I'm facing this problem: For $f : (X,\mathcal{T}) \to (Y,\mathcal{T}')$ a continuous map between topological space, then for any subset $U \subset X$ is $f(\overline{U}) \subset \overline{f(U)}$.
I know the usual proof, but I´d like is this one is right:
Let be $x \in f(\overline{U})$. So for any open neighborhood $V$ of $x$ is $V \cap f(U) \neq \emptyset$.
Since $f$ is continuous, $f^{-1}(V)$ is an open neighborhood of $f^{-1}(x)$.
Using $f^{-1}(x) \in \overline{U}$ is $f^{-1}(V) \cap U \neq \emptyset$.
So $f(f^{-1}(V) \cap U) = V \cap f(U) \neq \emptyset$, then $x \in \overline{f(U)}$.
Is this right? I'm not sure.
And here another try:
Suppose exist $x \in f(\overline{U})$ with $x \notin \overline{f(U)}.$ Then exist an open neightborhood $V$ of $x$ such that $V \cap f(U) = \emptyset$.
For $z \in \overline{U}$ such that $f(z) = x$, for any $W$ open neighborhood of $z$ is $W \cap A \neq \emptyset$.

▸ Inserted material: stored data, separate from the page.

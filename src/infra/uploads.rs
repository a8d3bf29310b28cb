//! Filesystem storage for narration audio and avatar uploads.

use std::error::Error as StdError;
use std::path::{Component, Path, PathBuf};

use bytes::Bytes;
use futures::{StreamExt, pin_mut, stream};
use sha2::{Digest, Sha256};
use slug::slugify;
use thiserror::Error;
use tokio::{fs, io::AsyncWriteExt};
use uuid::Uuid;

#[derive(Debug, Error)]
pub enum UploadStorageError {
    #[error("invalid stored path")]
    InvalidPath,
    #[error(transparent)]
    Io(#[from] std::io::Error),
    #[error("uploaded file exceeds configured body limit")]
    PayloadTooLarge {
        #[source]
        source: Box<dyn StdError + Send + Sync>,
    },
    #[error("uploaded file stream failed")]
    PayloadStream {
        #[source]
        source: Box<dyn StdError + Send + Sync>,
    },
    #[error("uploaded file is empty")]
    EmptyPayload,
    #[error("uploaded file size exceeds supported range")]
    SizeOverflow,
}

/// Metadata for a payload that reached disk.
#[derive(Debug, Clone)]
pub struct StoredUpload {
    pub stored_path: String,
    pub checksum: String,
    pub size_bytes: i64,
}

/// Uploads live under a single root, sharded by date; stored paths are
/// relative and are never allowed to escape the root.
#[derive(Debug)]
pub struct UploadStorage {
    root: PathBuf,
}

impl UploadStorage {
    pub fn new(root: PathBuf) -> Result<Self, std::io::Error> {
        std::fs::create_dir_all(&root)?;
        Ok(Self { root })
    }

    /// Stream the payload to disk, hashing as it goes.
    pub async fn store_stream<S>(
        &self,
        original_name: &str,
        stream: S,
    ) -> Result<StoredUpload, UploadStorageError>
    where
        S: futures::Stream<Item = Result<Bytes, UploadStorageError>>,
    {
        let stored_path = self.build_stored_path(original_name);
        let absolute = self.resolve(&stored_path)?;

        if let Some(parent) = absolute.parent() {
            fs::create_dir_all(parent).await?;
        }

        let mut file = fs::File::create(&absolute).await?;
        let mut hasher = Sha256::new();
        let mut total_bytes: u64 = 0;

        pin_mut!(stream);
        while let Some(chunk_result) = stream.next().await {
            let chunk = match chunk_result {
                Ok(chunk) => chunk,
                Err(err) => {
                    drop(file);
                    let _ = fs::remove_file(&absolute).await;
                    return Err(err);
                }
            };

            if chunk.is_empty() {
                continue;
            }

            total_bytes = total_bytes
                .checked_add(chunk.len() as u64)
                .ok_or(UploadStorageError::SizeOverflow)?;
            file.write_all(&chunk).await?;
            hasher.update(&chunk);
        }

        file.flush().await?;

        if total_bytes == 0 {
            drop(file);
            let _ = fs::remove_file(&absolute).await;
            return Err(UploadStorageError::EmptyPayload);
        }

        let checksum = hex::encode(hasher.finalize());
        let size_bytes =
            i64::try_from(total_bytes).map_err(|_| UploadStorageError::SizeOverflow)?;

        Ok(StoredUpload {
            stored_path,
            checksum,
            size_bytes,
        })
    }

    /// Store a fully-buffered payload.
    pub async fn store(
        &self,
        original_name: &str,
        data: Bytes,
    ) -> Result<StoredUpload, UploadStorageError> {
        let stream = stream::once(async move { Ok::<_, UploadStorageError>(data) });
        self.store_stream(original_name, stream).await
    }

    pub async fn read(&self, stored_path: &str) -> Result<Bytes, UploadStorageError> {
        let absolute = self.resolve(stored_path)?;
        let data = fs::read(absolute).await?;
        Ok(Bytes::from(data))
    }

    /// Remove the stored payload. Missing files count as removed.
    pub async fn delete(&self, stored_path: &str) -> Result<(), UploadStorageError> {
        let absolute = self.resolve(stored_path)?;
        match fs::remove_file(&absolute).await {
            Ok(_) => Ok(()),
            Err(err) if err.kind() == std::io::ErrorKind::NotFound => Ok(()),
            Err(err) => Err(UploadStorageError::Io(err)),
        }
    }

    fn resolve(&self, stored_path: &str) -> Result<PathBuf, UploadStorageError> {
        let relative = Path::new(stored_path);
        if relative.is_absolute()
            || relative
                .components()
                .any(|component| matches!(component, Component::ParentDir | Component::Prefix(_)))
        {
            return Err(UploadStorageError::InvalidPath);
        }

        Ok(self.root.join(relative))
    }

    fn build_stored_path(&self, original_name: &str) -> String {
        let (year, month, day) = time::OffsetDateTime::now_utc().to_calendar_date();
        let directory = format!("{year}/{:02}/{:02}", month as u8, day);
        let identifier = Uuid::new_v4();
        let filename = sanitize_filename(original_name);
        format!("{directory}/{identifier}-{filename}")
    }
}

fn sanitize_filename(original: &str) -> String {
    let path = Path::new(original);
    let stem = path
        .file_stem()
        .and_then(|value| value.to_str())
        .unwrap_or("upload");
    let mut base = slugify(stem);
    if base.is_empty() {
        base = "upload".to_string();
    }

    let extension = path
        .extension()
        .and_then(|value| value.to_str())
        .map(|value| value.trim_matches('.').to_ascii_lowercase())
        .filter(|value| !value.is_empty());

    match extension {
        Some(ext) => format!("{base}.{ext}"),
        None => base,
    }
}

#[cfg(test)]
mod tests {
    use super::*;

    #[tokio::test]
    async fn stores_reads_and_deletes_round_trip() {
        let dir = tempfile::tempdir().expect("tempdir");
        let storage = UploadStorage::new(dir.path().to_path_buf()).expect("storage");

        let stored = storage
            .store("Morning Verse.mp3", Bytes::from_static(b"narration-bytes"))
            .await
            .expect("store");
        assert!(stored.stored_path.ends_with(".mp3"));
        assert_eq!(stored.size_bytes, 15);

        let data = storage.read(&stored.stored_path).await.expect("read");
        assert_eq!(&data[..], b"narration-bytes");

        storage.delete(&stored.stored_path).await.expect("delete");
        assert!(storage.read(&stored.stored_path).await.is_err());
    }

    #[tokio::test]
    async fn empty_payloads_are_rejected() {
        let dir = tempfile::tempdir().expect("tempdir");
        let storage = UploadStorage::new(dir.path().to_path_buf()).expect("storage");

        let result = storage.store("empty.wav", Bytes::new()).await;
        assert!(matches!(result, Err(UploadStorageError::EmptyPayload)));
    }

    #[tokio::test]
    async fn traversal_paths_are_refused() {
        let dir = tempfile::tempdir().expect("tempdir");
        let storage = UploadStorage::new(dir.path().to_path_buf()).expect("storage");

        assert!(matches!(
            storage.read("../outside").await,
            Err(UploadStorageError::InvalidPath)
        ));
        assert!(matches!(
            storage.read("/etc/passwd").await,
            Err(UploadStorageError::InvalidPath)
        ));
    }

    #[test]
    fn filenames_are_slugged_with_extension_kept() {
        assert_eq!(sanitize_filename("My Poem (final).MP3"), "my-poem-final.mp3");
        assert_eq!(sanitize_filename("...."), "upload");
    }
}
use axum::body::Body;
use axum::extract::State;
use axum::http::Request;
use axum::middleware::Next;
use axum::response::Response;
use axum_extra::extract::cookie::CookieJar;

use crate::application::sessions::{SESSION_COOKIE, SessionPrincipal};

use super::error::ApiError;
use super::state::ApiState;

/// The session resolved for this request, present on every API route.
/// Anonymous callers carry `None`.
#[derive(Clone)]
pub struct CurrentUser(pub Option<SessionPrincipal>);

impl CurrentUser {
    pub fn require(&self) -> Result<&SessionPrincipal, ApiError> {
        self.0.as_ref().ok_or_else(ApiError::unauthorized)
    }

    pub fn principal(&self) -> Option<&SessionPrincipal> {
        self.0.as_ref()
    }
}

/// Resolve the session cookie, if any, and stash the result for handlers.
/// Invalid or expired tokens degrade to anonymous rather than failing here;
/// routes that need a user reject through `CurrentUser::require`.
pub async fn load_session(
    State(state): State<ApiState>,
    jar: CookieJar,
    mut request: Request<Body>,
    next: Next,
) -> Response {
    let principal = match jar.get(SESSION_COOKIE) {
        Some(cookie) => state.sessions.authenticate(cookie.value()).await.ok(),
        None => None,
    };

    request.extensions_mut().insert(CurrentUser(principal));
    next.run(request).await
}

/// Sliding-window limit keyed by session, falling back to the caller address.
pub async fn api_rate_limit(
    State(state): State<ApiState>,
    request: Request<Body>,
    next: Next,
) -> Response {
    let path = request.uri().path().to_string();
    let key = match request.extensions().get::<CurrentUser>() {
        Some(CurrentUser(Some(principal))) => format!("session:{}", principal.session_id),
        _ => format!(
            "addr:{}",
            client_ip(request.headers()).unwrap_or_else(|| "unknown".to_string())
        ),
    };

    if !state.rate_limiter.allow(&key, &path) {
        return ApiError::rate_limited(state.rate_limiter.retry_after_secs());
    }

    next.run(request).await
}

/// Best-effort client address from proxy headers.
pub fn client_ip(headers: &axum::http::HeaderMap) -> Option<String> {
    if let Some(forwarded) = headers.get("x-forwarded-for")
        && let Ok(value) = forwarded.to_str()
        && let Some(first) = value.split(',').next()
    {
        let first = first.trim();
        if !first.is_empty() {
            return Some(first.to_string());
        }
    }
    headers
        .get("x-real-ip")
        .and_then(|value| value.to_str().ok())
        .map(|value| value.trim().to_string())
        .filter(|value| !value.is_empty())
}

pub fn user_agent(headers: &axum::http::HeaderMap) -> Option<String> {
    headers
        .get(axum::http::header::USER_AGENT)
        .and_then(|value| value.to_str().ok())
        .map(|value| value.to_string())
}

Then exist $h \in W \cap A$ and $f(h) \in f(W) \cap f(A)$. So for the adequate $f(W) \subset V$ is $f(W) \cap U \neq \emptyset$ but $V \cap f(U) = \emptyset$. A contradiction.
Is this last one right?
Thanks!
Let $f$ be continuous and suppose $y \in f[\overline{U}]$. So $y=f(x)$ with $x \in \overline{U}$. Now let $O$ be an open neighbourhood of $y$, then $f^{-1}[O]$ is an open neighbourhood of $x$ (here we use that $f$ is continuous), so $f^{-1}[O] \cap U$ is non-empty (as $x \in \overline{U}$), say that $x' \in f^{-1}[O] \cap U$. But then $f(x') \in f[U]$ and $f(x') \in O$ so that $O$ intersects $f[U]$. As $O$ was an arbitrary open neighbourhood of $y$, $y \in \overline{f[U]}$ and the inclusion has been shown.